To do:
Take the entries below and print only the lines from the one with "Detach and release" through the one with "pub fn shape_count(&self, actor: ActorKey)", exactly as they stand, both ends included.

Given data:
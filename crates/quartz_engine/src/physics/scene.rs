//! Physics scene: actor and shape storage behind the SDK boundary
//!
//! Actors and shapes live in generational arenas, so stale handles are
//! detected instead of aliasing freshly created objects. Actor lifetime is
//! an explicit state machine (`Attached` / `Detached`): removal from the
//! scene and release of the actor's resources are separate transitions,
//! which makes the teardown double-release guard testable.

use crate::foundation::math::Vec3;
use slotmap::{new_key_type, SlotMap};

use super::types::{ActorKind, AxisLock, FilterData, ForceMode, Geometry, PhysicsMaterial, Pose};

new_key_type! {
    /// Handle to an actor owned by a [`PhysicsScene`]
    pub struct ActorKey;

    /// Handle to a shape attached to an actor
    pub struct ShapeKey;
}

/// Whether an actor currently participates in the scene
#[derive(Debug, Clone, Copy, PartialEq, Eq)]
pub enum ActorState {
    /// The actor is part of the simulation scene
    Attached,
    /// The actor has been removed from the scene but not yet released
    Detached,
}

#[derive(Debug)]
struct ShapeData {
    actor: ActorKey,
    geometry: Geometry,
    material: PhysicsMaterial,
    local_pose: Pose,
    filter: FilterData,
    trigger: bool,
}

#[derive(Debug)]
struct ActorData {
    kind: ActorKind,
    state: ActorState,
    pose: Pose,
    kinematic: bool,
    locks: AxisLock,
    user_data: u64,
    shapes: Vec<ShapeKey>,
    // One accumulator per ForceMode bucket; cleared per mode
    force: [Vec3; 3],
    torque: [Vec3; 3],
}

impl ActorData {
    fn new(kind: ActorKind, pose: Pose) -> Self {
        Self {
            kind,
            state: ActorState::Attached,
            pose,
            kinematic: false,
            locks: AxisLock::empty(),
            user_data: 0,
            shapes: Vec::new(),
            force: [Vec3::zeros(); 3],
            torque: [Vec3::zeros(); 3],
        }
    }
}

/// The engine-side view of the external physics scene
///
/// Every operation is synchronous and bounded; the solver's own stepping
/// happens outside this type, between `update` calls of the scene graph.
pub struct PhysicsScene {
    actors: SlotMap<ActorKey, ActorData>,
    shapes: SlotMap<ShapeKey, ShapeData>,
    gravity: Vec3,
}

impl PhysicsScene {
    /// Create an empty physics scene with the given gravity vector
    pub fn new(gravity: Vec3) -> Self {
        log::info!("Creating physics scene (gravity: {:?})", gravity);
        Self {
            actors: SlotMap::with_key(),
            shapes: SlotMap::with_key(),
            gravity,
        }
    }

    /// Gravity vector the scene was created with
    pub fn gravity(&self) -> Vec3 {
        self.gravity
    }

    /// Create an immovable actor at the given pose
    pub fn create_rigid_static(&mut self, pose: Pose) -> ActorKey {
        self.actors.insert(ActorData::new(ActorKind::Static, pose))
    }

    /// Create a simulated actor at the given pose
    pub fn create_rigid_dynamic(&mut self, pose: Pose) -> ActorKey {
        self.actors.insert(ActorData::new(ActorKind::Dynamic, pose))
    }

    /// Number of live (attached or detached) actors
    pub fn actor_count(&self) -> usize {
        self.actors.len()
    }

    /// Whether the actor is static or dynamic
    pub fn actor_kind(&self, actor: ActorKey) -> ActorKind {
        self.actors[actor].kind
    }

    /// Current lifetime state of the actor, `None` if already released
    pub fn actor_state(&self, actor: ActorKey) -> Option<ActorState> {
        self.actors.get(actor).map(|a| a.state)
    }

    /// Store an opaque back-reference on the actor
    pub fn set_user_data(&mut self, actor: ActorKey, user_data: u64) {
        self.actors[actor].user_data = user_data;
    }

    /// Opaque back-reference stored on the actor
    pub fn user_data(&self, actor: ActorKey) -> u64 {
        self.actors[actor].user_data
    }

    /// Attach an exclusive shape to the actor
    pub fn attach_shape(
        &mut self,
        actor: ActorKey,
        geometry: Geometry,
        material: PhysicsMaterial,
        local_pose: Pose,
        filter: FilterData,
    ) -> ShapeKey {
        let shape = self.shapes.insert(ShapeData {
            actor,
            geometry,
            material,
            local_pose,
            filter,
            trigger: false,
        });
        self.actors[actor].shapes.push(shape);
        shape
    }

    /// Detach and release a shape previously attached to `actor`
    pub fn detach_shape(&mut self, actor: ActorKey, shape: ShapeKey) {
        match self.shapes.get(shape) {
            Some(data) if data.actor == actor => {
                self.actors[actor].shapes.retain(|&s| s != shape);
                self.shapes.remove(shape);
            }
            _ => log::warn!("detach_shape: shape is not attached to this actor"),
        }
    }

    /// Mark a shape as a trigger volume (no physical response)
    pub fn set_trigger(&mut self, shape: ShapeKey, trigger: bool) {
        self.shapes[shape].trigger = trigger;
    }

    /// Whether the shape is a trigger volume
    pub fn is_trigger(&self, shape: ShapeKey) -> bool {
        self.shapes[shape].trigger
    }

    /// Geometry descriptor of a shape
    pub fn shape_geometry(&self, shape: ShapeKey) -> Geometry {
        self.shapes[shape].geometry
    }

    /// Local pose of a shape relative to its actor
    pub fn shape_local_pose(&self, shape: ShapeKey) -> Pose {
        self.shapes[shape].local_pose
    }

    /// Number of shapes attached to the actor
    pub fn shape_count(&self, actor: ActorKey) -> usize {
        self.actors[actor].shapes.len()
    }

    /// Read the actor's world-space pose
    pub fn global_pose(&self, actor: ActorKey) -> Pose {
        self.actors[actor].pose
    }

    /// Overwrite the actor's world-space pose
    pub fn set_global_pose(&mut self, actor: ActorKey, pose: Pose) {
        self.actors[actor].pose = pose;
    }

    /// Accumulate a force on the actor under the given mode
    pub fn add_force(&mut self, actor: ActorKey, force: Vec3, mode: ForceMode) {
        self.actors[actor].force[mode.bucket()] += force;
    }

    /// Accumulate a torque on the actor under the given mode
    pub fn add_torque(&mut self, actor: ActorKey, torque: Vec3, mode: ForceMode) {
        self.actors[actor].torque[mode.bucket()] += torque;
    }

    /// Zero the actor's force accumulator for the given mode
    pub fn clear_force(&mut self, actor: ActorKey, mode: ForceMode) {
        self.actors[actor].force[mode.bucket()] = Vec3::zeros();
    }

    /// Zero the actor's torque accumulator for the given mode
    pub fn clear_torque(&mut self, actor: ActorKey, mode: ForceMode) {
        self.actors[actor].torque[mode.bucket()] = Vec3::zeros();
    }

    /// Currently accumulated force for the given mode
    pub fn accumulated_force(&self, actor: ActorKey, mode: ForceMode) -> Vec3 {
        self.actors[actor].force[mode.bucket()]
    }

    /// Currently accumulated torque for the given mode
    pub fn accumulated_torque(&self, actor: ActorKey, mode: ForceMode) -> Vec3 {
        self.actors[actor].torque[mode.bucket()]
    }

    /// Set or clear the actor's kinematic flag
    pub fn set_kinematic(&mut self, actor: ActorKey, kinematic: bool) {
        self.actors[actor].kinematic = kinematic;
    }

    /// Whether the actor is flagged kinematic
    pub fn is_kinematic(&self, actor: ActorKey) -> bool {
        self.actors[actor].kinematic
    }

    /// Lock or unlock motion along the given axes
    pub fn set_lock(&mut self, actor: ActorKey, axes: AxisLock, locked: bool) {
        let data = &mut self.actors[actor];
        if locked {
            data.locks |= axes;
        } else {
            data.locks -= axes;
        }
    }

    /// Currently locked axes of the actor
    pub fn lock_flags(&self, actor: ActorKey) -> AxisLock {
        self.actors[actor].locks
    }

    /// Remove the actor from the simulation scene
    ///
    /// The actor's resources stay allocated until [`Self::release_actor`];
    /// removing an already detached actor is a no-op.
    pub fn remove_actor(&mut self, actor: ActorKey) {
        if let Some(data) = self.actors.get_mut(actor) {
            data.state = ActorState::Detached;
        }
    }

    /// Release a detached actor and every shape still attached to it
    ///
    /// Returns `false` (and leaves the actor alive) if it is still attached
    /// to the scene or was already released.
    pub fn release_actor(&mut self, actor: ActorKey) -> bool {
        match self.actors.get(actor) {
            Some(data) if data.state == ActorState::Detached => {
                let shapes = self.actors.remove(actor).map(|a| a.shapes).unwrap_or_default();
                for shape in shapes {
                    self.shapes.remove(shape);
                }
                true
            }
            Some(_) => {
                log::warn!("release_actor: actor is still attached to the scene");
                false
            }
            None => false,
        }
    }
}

Response to the task:
    /// Detach and release a shape previously attached to `actor`
    pub fn detach_shape(&mut self, actor: ActorKey, shape: ShapeKey) {
        match self.shapes.get(shape) {
            Some(data) if data.actor == actor => {
                self.actors[actor].shapes.retain(|&s| s != shape);
                self.shapes.remove(shape);
            }
            _ => log::warn!("detach_shape: shape is not attached to this actor"),
        }
    }

    /// Mark a shape as a trigger volume (no physical response)
    pub fn set_trigger(&mut self, shape: ShapeKey, trigger: bool) {
        self.shapes[shape].trigger = trigger;
    }

    /// Whether the shape is a trigger volume
    pub fn is_trigger(&self, shape: ShapeKey) -> bool {
        self.shapes[shape].trigger
    }

    /// Geometry descriptor of a shape
    pub fn shape_geometry(&self, shape: ShapeKey) -> Geometry {
        self.shapes[shape].geometry
    }

    /// Local pose of a shape relative to its actor
    pub fn shape_local_pose(&self, shape: ShapeKey) -> Pose {
        self.shapes[shape].local_pose
    }

    /// Number of shapes attached to the actor
    pub fn shape_count(&self, actor: ActorKey) -> usize {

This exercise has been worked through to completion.